▶ **WHAT THIS TASK INVOLVES**
Output all entries verbatim.

▶ **MATERIAL TO PROCESS**
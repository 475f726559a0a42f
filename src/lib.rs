//! # GitHub API Bindings
//!
//! Typed bindings for part of the GitHub REST API and webhook payloads:
//! - Resource structs mirroring GitHub's JSON, with absent fields omitted
//! - Service objects issuing one HTTP call per method
//! - Token or basic authentication header injection
//! - Webhook signature verification and typed event parsing
//! - A deterministic debug renderer ([`stringify`]) for every resource
//!
//! ## Quick Start
//!
//! ```rust,no_run
//! use github::{AuthMethod, GitHubClient, GitHubConfig};
//!
//! #[tokio::main]
//! async fn main() -> Result<(), Box<dyn std::error::Error>> {
//!     let config = GitHubConfig::builder()
//!         .auth(AuthMethod::token("ghp_xxxxxxxxxxxx"))
//!         .build()?;
//!
//!     let client = GitHubClient::new(config)?;
//!
//!     let (budget, response) = client
//!         .billing()
//!         .get_organization_budget("octo-org", "2066deda-923f-43f9-88d2-62395a28c0cdd")
//!         .await?;
//!     println!("{} ({})", github::stringify(&budget), response.status());
//!
//!     Ok(())
//! }
//! ```

#![warn(clippy::all)]

// Core modules
pub mod config;
pub mod errors;
pub mod stringify;
pub mod types;

// Authentication
pub mod auth;

// HTTP client and transport
pub mod client;

// Link header parsing
pub mod pagination;

// API Services
pub mod services;

// Webhooks
pub mod webhooks;

// Observability
pub mod observability;

// Re-exports for convenience
pub use auth::AuthMethod;
pub use client::{ApiRequest, GitHubClient, GitHubClientBuilder, Response};
pub use config::{GitHubConfig, GitHubConfigBuilder, PoolConfig};
pub use errors::{ErrorDetail, GitHubError, GitHubErrorKind, GitHubResult};
pub use pagination::PaginationLinks;
pub use services::*;
pub use stringify::{stringify, Stringify};
pub use types::*;
pub use webhooks::{parse_webhook, WebhookEvent, WebhookHandler, WebhookProcessor, WebhookVerifier};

▶ **RESULT OF THE EXERCISE**
repository 475f726559a0a42f
filename src/lib.rs
//! # GitHub API Bindings
//!
//! Typed bindings for part of the GitHub REST API and webhook payloads:
//! - Resource structs mirroring GitHub's JSON, with absent fields omitted
//! - Service objects issuing one HTTP call per method
//! - Token or basic authentication header injection
//! - Webhook signature verification and typed event parsing
//! - A deterministic debug renderer ([`stringify`]) for every resource
//!
//! ## Quick Start
//!
//! ```rust,no_run
//! use github::{AuthMethod, GitHubClient, GitHubConfig};
//!
//! #[tokio::main]
//! async fn main() -> Result<(), Box<dyn std::error::Error>> {
//!     let config = GitHubConfig::builder()
//!         .auth(AuthMethod::token("ghp_xxxxxxxxxxxx"))
//!         .build()?;
//!
//!     let client = GitHubClient::new(config)?;
//!
//!     let (budget, response) = client
//!         .billing()
//!         .get_organization_budget("octo-org", "2066deda-923f-43f9-88d2-62395a28c0cdd")
//!         .await?;
//!     println!("{} ({})", github::stringify(&budget), response.status());
//!
//!     Ok(())
//! }
//! ```

#![warn(clippy::all)]

// Core modules
pub mod config;
pub mod errors;
pub mod stringify;
pub mod types;

// Authentication
pub mod auth;

// HTTP client and transport
pub mod client;

// Link header parsing
pub mod pagination;

// API Services
pub mod services;

// Webhooks
pub mod webhooks;

// Observability
pub mod observability;

// Re-exports for convenience
pub use auth::AuthMethod;
pub use client::{ApiRequest, GitHubClient, GitHubClientBuilder, Response};
pub use config::{GitHubConfig, GitHubConfigBuilder, PoolConfig};
pub use errors::{ErrorDetail, GitHubError, GitHubErrorKind, GitHubResult};
pub use pagination::PaginationLinks;
pub use services::*;
pub use stringify::{stringify, Stringify};
pub use types::*;
pub use webhooks::{parse_webhook, WebhookEvent, WebhookHandler, WebhookProcessor, WebhookVerifier};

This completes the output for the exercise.